§ **SUPPLIED RECORDS**

════════════════

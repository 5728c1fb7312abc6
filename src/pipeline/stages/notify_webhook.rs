//! Stage 16: notify_webhook (grounded in `graph/nodes/notify_webhook.py`).
//!
//! Terminal stage: POSTs the enriched article to the configured webhook.
//! Never fails the pipeline — a non-2xx response or timeout is logged and
//! swallowed, matching the original's fire-and-forget delivery (NewsAgent §4.8).

use std::time::Duration;

use reqwest::StatusCode;
use serde_json::json;
use tracing::{info, warn};

use crate::models::WorkflowState;

const WEBHOOK_TIMEOUT: Duration = Duration::from_secs(15);
const ACCEPTED_STATUSES: &[StatusCode] = &[StatusCode::OK, StatusCode::CREATED, StatusCode::ACCEPTED];

pub async fn notify_webhook(
    state: WorkflowState,
    client: &reqwest::Client,
    webhook_url: Option<&str>,
    webhook_secret: Option<&str>,
) -> WorkflowState {
    if state.is_failed() {
        return state;
    }

    let Some(webhook_url) = webhook_url else {
        return state;
    };
    let Some(article) = state.article.clone() else {
        return state;
    };

    let body = json!({
        "source_url": state.source_url,
        "status": "success",
        "data": article,
    });

    let mut request = client
        .post(webhook_url)
        .timeout(WEBHOOK_TIMEOUT)
        .header("Content-Type", "application/json")
        .header("User-Agent", "NewsAgent/1.0")
        .json(&body);
    if let Some(secret) = webhook_secret {
        request = request.header("X-Webhook-Secret", secret);
    }

    match request.send().await {
        Ok(resp) if ACCEPTED_STATUSES.contains(&resp.status()) => {
            info!("webhook delivered for {}", state.source_url);
        }
        Ok(resp) => {
            warn!("webhook returned non-accepted status {} for {}", resp.status(), state.source_url);
        }
        Err(e) => {
            warn!("webhook delivery failed for {}: {e}", state.source_url);
        }
    }

    state
}
//! Property-based tests.

use proptest::prelude::*;
use rand_chacha::ChaCha8Rng;
use rand_core::SeedableRng;
use rsa_keygen::{pow_mod, BigUint, KeyGenerator, KeyMaterial, PrivateKeyParts, PublicKeyParts};

prop_compose! {
    // WARNING: do *NOT* copy and paste this code. It's insecure and optimized for test speed.
    fn key_material()(seed in any::<[u8; 32]>()) -> KeyMaterial {
        let mut rng = ChaCha8Rng::from_seed(seed);
        KeyGenerator::new().validation_rounds(1).generate(&mut rng, 64).unwrap()
    }
}

fn biguint() -> impl Strategy<Value = BigUint> {
    any::<Vec<u8>>().prop_map(|bytes| BigUint::from_bytes_be(&bytes))
}

proptest! {
    #[test]
    fn pow_mod_agrees_with_modpow(
        base in biguint(),
        exp in biguint(),
        modulus in biguint(),
    ) {
        prop_assume!(exp >= BigUint::from(1u32));
        prop_assume!(modulus > BigUint::from(1u32));

        prop_assert_eq!(pow_mod(&base, &exp, &modulus).unwrap(), base.modpow(&exp, &modulus));
    }

    #[test]
    fn pow_mod_exponent_one(base in biguint(), modulus in biguint()) {
        prop_assume!(modulus > BigUint::from(1u32));

        let one = BigUint::from(1u32);
        prop_assert_eq!(pow_mod(&base, &one, &modulus).unwrap(), &base % &modulus);
    }

    #[test]
    fn encrypt_decrypt_roundtrip(key in key_material(), m in biguint()) {
        let m = m % key.n();
        let c = pow_mod(&m, key.e(), key.n()).unwrap();
        prop_assert_eq!(pow_mod(&c, key.d(), key.n()).unwrap(), m);
    }

    #[test]
    fn decrypt_encrypt_roundtrip(key in key_material(), m in biguint()) {
        let m = m % key.n();
        let s = pow_mod(&m, key.d(), key.n()).unwrap();
        prop_assert_eq!(pow_mod(&s, key.e(), key.n()).unwrap(), m);
    }
}
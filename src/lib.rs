#![cfg_attr(not(test), no_std)]
#![cfg_attr(docsrs, feature(doc_auto_cfg))]
#![doc = include_str!("../README.md")]
#![warn(missing_docs)]

//! # Key generation
//!
//! A key is built from two distinct probable primes `p` and `q` of the
//! requested bit length:
//!
//! 1. `n = p·q` and `φ(n) = (p−1)(q−1)`;
//! 2. `e` is the first of `65537, 257, 17, 3` coprime to `φ(n)`;
//! 3. `d` is the inverse of `e` modulo `φ(n)`, found with the extended
//!    Euclidean algorithm;
//! 4. a few random values are encrypted and decrypted to check the pair.
//!
//! If step 2 or step 4 fails, the pair of primes is discarded and the whole
//! pipeline starts over.
//!
//! # Usage
//!
//! ```
//! use rsa_keygen::{BigUint, KeyMaterial, PublicKey};
//!
//! let mut rng = rand::thread_rng(); // rand@0.8
//!
//! let key = KeyMaterial::new(&mut rng, 128).expect("failed to generate a key");
//! let public_key = PublicKey::from(&key);
//!
//! // Encrypt
//! let m = BigUint::from_bytes_be(b"hello RSA!");
//! let c = public_key.encrypt(&m).expect("failed to encrypt");
//! assert_ne!(m, c);
//!
//! // Decrypt
//! let dm = key.decrypt(&c).expect("failed to decrypt");
//! assert_eq!(dm.to_bytes_be(), b"hello RSA!");
//! ```
//!
//! ## Tuning the generator
//!
//! ```
//! use rsa_keygen::KeyGenerator;
//!
//! let mut rng = rand::thread_rng();
//!
//! let generator = KeyGenerator::new()
//!     .max_attempts(Some(10))
//!     .validation_rounds(5);
//! let (key, report) = generator
//!     .generate_with_report(&mut rng, 256)
//!     .expect("failed to generate a key");
//! assert!(report.attempts <= 10);
//! # let _ = key;
//! ```
//!
//! ## Modular exponentiation
//!
//! ```
//! use rsa_keygen::{pow_mod, BigUint};
//!
//! let r = pow_mod(&BigUint::from(4u32), &BigUint::from(13u32), &BigUint::from(497u32)).unwrap();
//! assert_eq!(r, BigUint::from(445u32));
//! ```

#[cfg(feature = "std")]
extern crate std;

pub use num_bigint::BigUint;
pub use rand_core;

mod algorithms;
pub mod errors;
pub mod hazmat;
pub mod traits;

mod key;
mod math;
mod prime_rand;

pub use crate::{
    errors::{Error, Result},
    key::{
        max_plaintext_bits, max_plaintext_len, min_ciphertext_bits, min_ciphertext_len,
        GenerationReport, KeyGenerator, KeyMaterial, PublicKey, DEFAULT_MAX_ATTEMPTS,
        DEFAULT_MAX_PRIME_ATTEMPTS, DEFAULT_VALIDATION_ROUNDS,
    },
    math::pow_mod,
    traits::{PrivateKeyParts, PublicKeyParts},
};

/// Generates a textbook RSA key pair from two primes of `bit_length` bits each,
/// with the default [`KeyGenerator`] limits.
pub fn generate_keys<R: rand_core::CryptoRngCore + ?Sized>(
    rng: &mut R,
    bit_length: usize,
) -> Result<KeyMaterial> {
    KeyMaterial::new(rng, bit_length)
}
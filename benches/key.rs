#![feature(test)]

extern crate test;

use rand_chacha::{rand_core::SeedableRng, ChaCha8Rng};
use rsa_keygen::{pow_mod, BigUint, KeyGenerator, KeyMaterial, PrivateKeyParts, PublicKeyParts};
use test::Bencher;

fn get_key() -> KeyMaterial {
    let mut rng = ChaCha8Rng::from_seed([7; 32]);
    KeyMaterial::new(&mut rng, 256).unwrap()
}

#[bench]
fn bench_rsa_128_gen_key(b: &mut Bencher) {
    let mut rng = ChaCha8Rng::from_seed([42; 32]);

    b.iter(|| {
        let key = KeyMaterial::new(&mut rng, 128).unwrap();
        test::black_box(key);
    });
}

#[bench]
fn bench_rsa_512_gen_key(b: &mut Bencher) {
    let mut rng = ChaCha8Rng::from_seed([42; 32]);

    b.iter(|| {
        let key = KeyMaterial::new(&mut rng, 512).unwrap();
        test::black_box(key);
    });
}

#[bench]
fn bench_rsa_512_gen_key_single_validation(b: &mut Bencher) {
    let mut rng = ChaCha8Rng::from_seed([42; 32]);
    let generator = KeyGenerator::new().validation_rounds(1);

    b.iter(|| {
        let key = generator.generate(&mut rng, 512).unwrap();
        test::black_box(key);
    });
}

#[bench]
fn bench_pow_mod_private_exponent(b: &mut Bencher) {
    let key = get_key();
    let m = BigUint::from_bytes_be(b"hello RSA!");

    b.iter(|| {
        let res = key.decrypt(&m).unwrap();
        test::black_box(res);
    });
}

#[bench]
fn bench_modpow_private_exponent(b: &mut Bencher) {
    let key = get_key();
    let m = BigUint::from_bytes_be(b"hello RSA!");

    b.iter(|| {
        let res = m.modpow(key.d(), key.n());
        test::black_box(res);
    });
}

#[bench]
fn bench_pow_mod_public_exponent(b: &mut Bencher) {
    let key = get_key();
    let m = BigUint::from_bytes_be(b"hello RSA!");

    b.iter(|| {
        let res = pow_mod(&m, key.e(), key.n()).unwrap();
        test::black_box(res);
    });
}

════════════════

§ **TASK TO CARRY OUT**
Output the listing above word for word, from the opening line through the line that contains "for test speed.", and leave out everything after it.

§ **ANSWER**
repository 5728c1fb7312abc6
filename src/pipeline/stages/notify_webhook.rs
//! Stage 16: notify_webhook (grounded in `graph/nodes/notify_webhook.py`).
//!
//! Terminal stage: POSTs the enriched article to the configured webhook.
//! Never fails the pipeline — a non-2xx response or timeout is logged and
//! swallowed, matching the original's fire-and-forget delivery (NewsAgent §4.8).

use std::time::Duration;

use reqwest::StatusCode;
use serde_json::json;
use tracing::{info, warn};

use crate::models::WorkflowState;

const WEBHOOK_TIMEOUT: Duration = Duration::from_secs(15);
const ACCEPTED_STATUSES: &[StatusCode] = &[StatusCode::OK, StatusCode::CREATED, StatusCode::ACCEPTED];

pub async fn notify_webhook(
    state: WorkflowState,
    client: &reqwest::Client,
    webhook_url: Option<&str>,
    webhook_secret: Option<&str>,
) -> WorkflowState {
    if state.is_failed() {
        return state;
    }

    let Some(webhook_url) = webhook_url else {
        return state;
    };
    let Some(article) = state.article.clone() else {
        return state;
    };

    let body = json!({
        "source_url": state.source_url,
        "status": "success",
        "data": article,
    });

    let mut request = client
        .post(webhook_url)
        .timeout(WEBHOOK_TIMEOUT)
        .header("Content-Type", "application/json")
        .header("User-Agent", "NewsAgent/1.0")
        .json(&body);
    if let Some(secret) = webhook_secret {
        request = request.header("X-Webhook-Secret", secret);
    }

    match request.send().await {
        Ok(resp) if ACCEPTED_STATUSES.contains(&resp.status()) => {
            info!("webhook delivered for {}", state.source_url);
        }
        Ok(resp) => {
            warn!("webhook returned non-accepted status {} for {}", resp.status(), state.source_url);
        }
        Err(e) => {
            warn!("webhook delivery failed for {}: {e}", state.source_url);
        }
    }

    state
}
//! Property-based tests.

use proptest::prelude::*;
use rand_chacha::ChaCha8Rng;
use rand_core::SeedableRng;
use rsa_keygen::{pow_mod, BigUint, KeyGenerator, KeyMaterial, PrivateKeyParts, PublicKeyParts};

prop_compose! {
    // WARNING: do *NOT* copy and paste this code. It's insecure and optimized for test speed.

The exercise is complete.